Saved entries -
::::::
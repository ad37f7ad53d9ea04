//! Sim radar adapter: power/gain/clutter knobs. Needs a few dwells to
//! integrate before the analyzer trusts a return, so it confirms from the
//! third dwell onward and renders a scope snapshot when it does.

use async_trait::async_trait;
use shared_types::{ArtifactRef, Decision, ModalityKind, Observation, Tile};
use std::collections::{BTreeMap, VecDeque};
use std::path::PathBuf;
use std::sync::atomic::{AtomicU32, Ordering};
use std::sync::Mutex;
use std::time::Duration;

use crate::capability::CapabilityProfile;

use super::{AdapterError, ModalityAdapter, SimStep};

// PNG signature + IEND; a placeholder scope render.
const SCOPE_STUB: &[u8] = &[
    0x89, 0x50, 0x4E, 0x47, 0x0D, 0x0A, 0x1A, 0x0A, 0x00, 0x00, 0x00, 0x00, 0x49, 0x45, 0x4E,
    0x44,
];

pub struct SimRadarAdapter {
    profile: CapabilityProfile,
    artifact_dir: PathBuf,
    dwells: AtomicU32,
    script: Mutex<VecDeque<SimStep>>,
    /// First dwell index (1-based) that confirms; every later dwell also
    /// confirms. None never confirms.
    confirm_from: Option<u32>,
}

impl SimRadarAdapter {
    pub fn new(profile: CapabilityProfile, artifact_dir: PathBuf) -> Self {
        Self {
            profile,
            artifact_dir,
            dwells: AtomicU32::new(0),
            script: Mutex::new(VecDeque::new()),
            confirm_from: Some(3),
        }
    }

    pub fn with_script(self, steps: Vec<SimStep>) -> Self {
        *self.script.lock().expect("sim script lock poisoned") = steps.into();
        self
    }

    pub fn confirm_from(mut self, dwell: u32) -> Self {
        self.confirm_from = Some(dwell);
        self
    }

    pub fn never_confirms(mut self) -> Self {
        self.confirm_from = None;
        self
    }

    fn next_step(&self) -> SimStep {
        if let Some(step) = self
            .script
            .lock()
            .expect("sim script lock poisoned")
            .pop_front()
        {
            self.dwells.fetch_add(1, Ordering::SeqCst);
            return step;
        }
        let count = self.dwells.fetch_add(1, Ordering::SeqCst) + 1;
        match self.confirm_from {
            Some(n) if count >= n => SimStep::Confirmed,
            _ => SimStep::NotConfirmed,
        }
    }

    async fn write_scope(&self) -> Option<ArtifactRef> {
        let path = self.artifact_dir.join("heatmap.png");
        if let Err(e) = tokio::fs::create_dir_all(&self.artifact_dir).await {
            tracing::warn!(error = %e, "Could not create artifact directory");
            return None;
        }
        match tokio::fs::write(&path, SCOPE_STUB).await {
            Ok(()) => Some(ArtifactRef {
                path: path.to_string_lossy().into_owned(),
                content_type: "image/png".to_string(),
            }),
            Err(e) => {
                tracing::warn!(error = %e, "Scope render write failed; continuing without artifact");
                None
            }
        }
    }
}

#[async_trait]
impl ModalityAdapter for SimRadarAdapter {
    fn kind(&self) -> ModalityKind {
        ModalityKind::Radar
    }

    fn capabilities(&self) -> CapabilityProfile {
        self.profile.clone()
    }

    fn current_state(&self) -> serde_json::Value {
        serde_json::json!({
            "kind": "radar",
            "dwells": self.dwells.load(Ordering::SeqCst),
            "artifact_dir": self.artifact_dir.to_string_lossy(),
        })
    }

    async fn execute_tile(&self, tile: &Tile) -> Result<(Observation, Decision), AdapterError> {
        tokio::time::sleep(Duration::from_millis(tile.dwell_ms.min(50))).await;

        match self.next_step() {
            SimStep::Hang => std::future::pending().await,
            SimStep::Fatal(message) => Err(AdapterError::Fatal(message)),
            SimStep::Confirmed => {
                let artifact = self.write_scope().await;
                let observation = Observation {
                    features: BTreeMap::from([
                        ("analyzer_score".to_string(), 0.9),
                        ("return_strength".to_string(), 0.7),
                    ]),
                    artifact,
                };
                let decision = Decision {
                    confirmed: true,
                    score: 0.9,
                    meta: serde_json::json!({"analyzer": "sim_radar"}),
                };
                Ok((observation, decision))
            }
            SimStep::NotConfirmed => {
                let observation = Observation {
                    features: BTreeMap::from([
                        ("analyzer_score".to_string(), 0.2),
                        ("return_strength".to_string(), 0.1),
                    ]),
                    artifact: None,
                };
                let decision = Decision {
                    confirmed: false,
                    score: 0.2,
                    meta: serde_json::json!({"analyzer": "sim_radar"}),
                };
                Ok((observation, decision))
            }
        }
    }
}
::::::
Could you output the records in full, exactly as written?

OUTPUT FOR THIS TASK -
repository ad37f7ad53d9ea04
//! Sim radar adapter: power/gain/clutter knobs. Needs a few dwells to
//! integrate before the analyzer trusts a return, so it confirms from the
//! third dwell onward and renders a scope snapshot when it does.

use async_trait::async_trait;
use shared_types::{ArtifactRef, Decision, ModalityKind, Observation, Tile};
use std::collections::{BTreeMap, VecDeque};
use std::path::PathBuf;
use std::sync::atomic::{AtomicU32, Ordering};
use std::sync::Mutex;
use std::time::Duration;

use crate::capability::CapabilityProfile;

use super::{AdapterError, ModalityAdapter, SimStep};

// PNG signature + IEND; a placeholder scope render.
const SCOPE_STUB: &[u8] = &[
    0x89, 0x50, 0x4E, 0x47, 0x0D, 0x0A, 0x1A, 0x0A, 0x00, 0x00, 0x00, 0x00, 0x49, 0x45, 0x4E,
    0x44,
];

pub struct SimRadarAdapter {
    profile: CapabilityProfile,
    artifact_dir: PathBuf,
    dwells: AtomicU32,
    script: Mutex<VecDeque<SimStep>>,
    /// First dwell index (1-based) that confirms; every later dwell also
    /// confirms. None never confirms.
    confirm_from: Option<u32>,
}

impl SimRadarAdapter {
    pub fn new(profile: CapabilityProfile, artifact_dir: PathBuf) -> Self {
        Self {
            profile,
            artifact_dir,
            dwells: AtomicU32::new(0),
            script: Mutex::new(VecDeque::new()),
            confirm_from: Some(3),
        }
    }

    pub fn with_script(self, steps: Vec<SimStep>) -> Self {
        *self.script.lock().expect("sim script lock poisoned") = steps.into();
        self
    }

    pub fn confirm_from(mut self, dwell: u32) -> Self {
        self.confirm_from = Some(dwell);
        self
    }

    pub fn never_confirms(mut self) -> Self {
        self.confirm_from = None;
        self
    }

    fn next_step(&self) -> SimStep {
        if let Some(step) = self
            .script
            .lock()
            .expect("sim script lock poisoned")
            .pop_front()
        {
            self.dwells.fetch_add(1, Ordering::SeqCst);
            return step;
        }
        let count = self.dwells.fetch_add(1, Ordering::SeqCst) + 1;
        match self.confirm_from {
            Some(n) if count >= n => SimStep::Confirmed,
            _ => SimStep::NotConfirmed,
        }
    }

    async fn write_scope(&self) -> Option<ArtifactRef> {
        let path = self.artifact_dir.join("heatmap.png");
        if let Err(e) = tokio::fs::create_dir_all(&self.artifact_dir).await {
            tracing::warn!(error = %e, "Could not create artifact directory");
            return None;
        }
        match tokio::fs::write(&path, SCOPE_STUB).await {
            Ok(()) => Some(ArtifactRef {
                path: path.to_string_lossy().into_owned(),
                content_type: "image/png".to_string(),
            }),
            Err(e) => {
                tracing::warn!(error = %e, "Scope render write failed; continuing without artifact");
                None
            }
        }
    }
}

#[async_trait]
impl ModalityAdapter for SimRadarAdapter {
    fn kind(&self) -> ModalityKind {
        ModalityKind::Radar
    }

    fn capabilities(&self) -> CapabilityProfile {
        self.profile.clone()
    }

    fn current_state(&self) -> serde_json::Value {
        serde_json::json!({
            "kind": "radar",
            "dwells": self.dwells.load(Ordering::SeqCst),
            "artifact_dir": self.artifact_dir.to_string_lossy(),
        })
    }

    async fn execute_tile(&self, tile: &Tile) -> Result<(Observation, Decision), AdapterError> {
        tokio::time::sleep(Duration::from_millis(tile.dwell_ms.min(50))).await;

        match self.next_step() {
            SimStep::Hang => std::future::pending().await,
            SimStep::Fatal(message) => Err(AdapterError::Fatal(message)),
            SimStep::Confirmed => {
                let artifact = self.write_scope().await;
                let observation = Observation {
                    features: BTreeMap::from([
                        ("analyzer_score".to_string(), 0.9),
                        ("return_strength".to_string(), 0.7),
                    ]),
                    artifact,
                };
                let decision = Decision {
                    confirmed: true,
                    score: 0.9,
                    meta: serde_json::json!({"analyzer": "sim_radar"}),
                };
                Ok((observation, decision))
            }
            SimStep::NotConfirmed => {
                let observation = Observation {
                    features: BTreeMap::from([
                        ("analyzer_score".to_string(), 0.2),
                        ("return_strength".to_string(), 0.1),
                    ]),
                    artifact: None,
                };
                let decision = Decision {
                    confirmed: false,
                    score: 0.2,
                    meta: serde_json::json!({"analyzer": "sim_radar"}),
                };
                Ok((observation, decision))
            }
        }
    }
}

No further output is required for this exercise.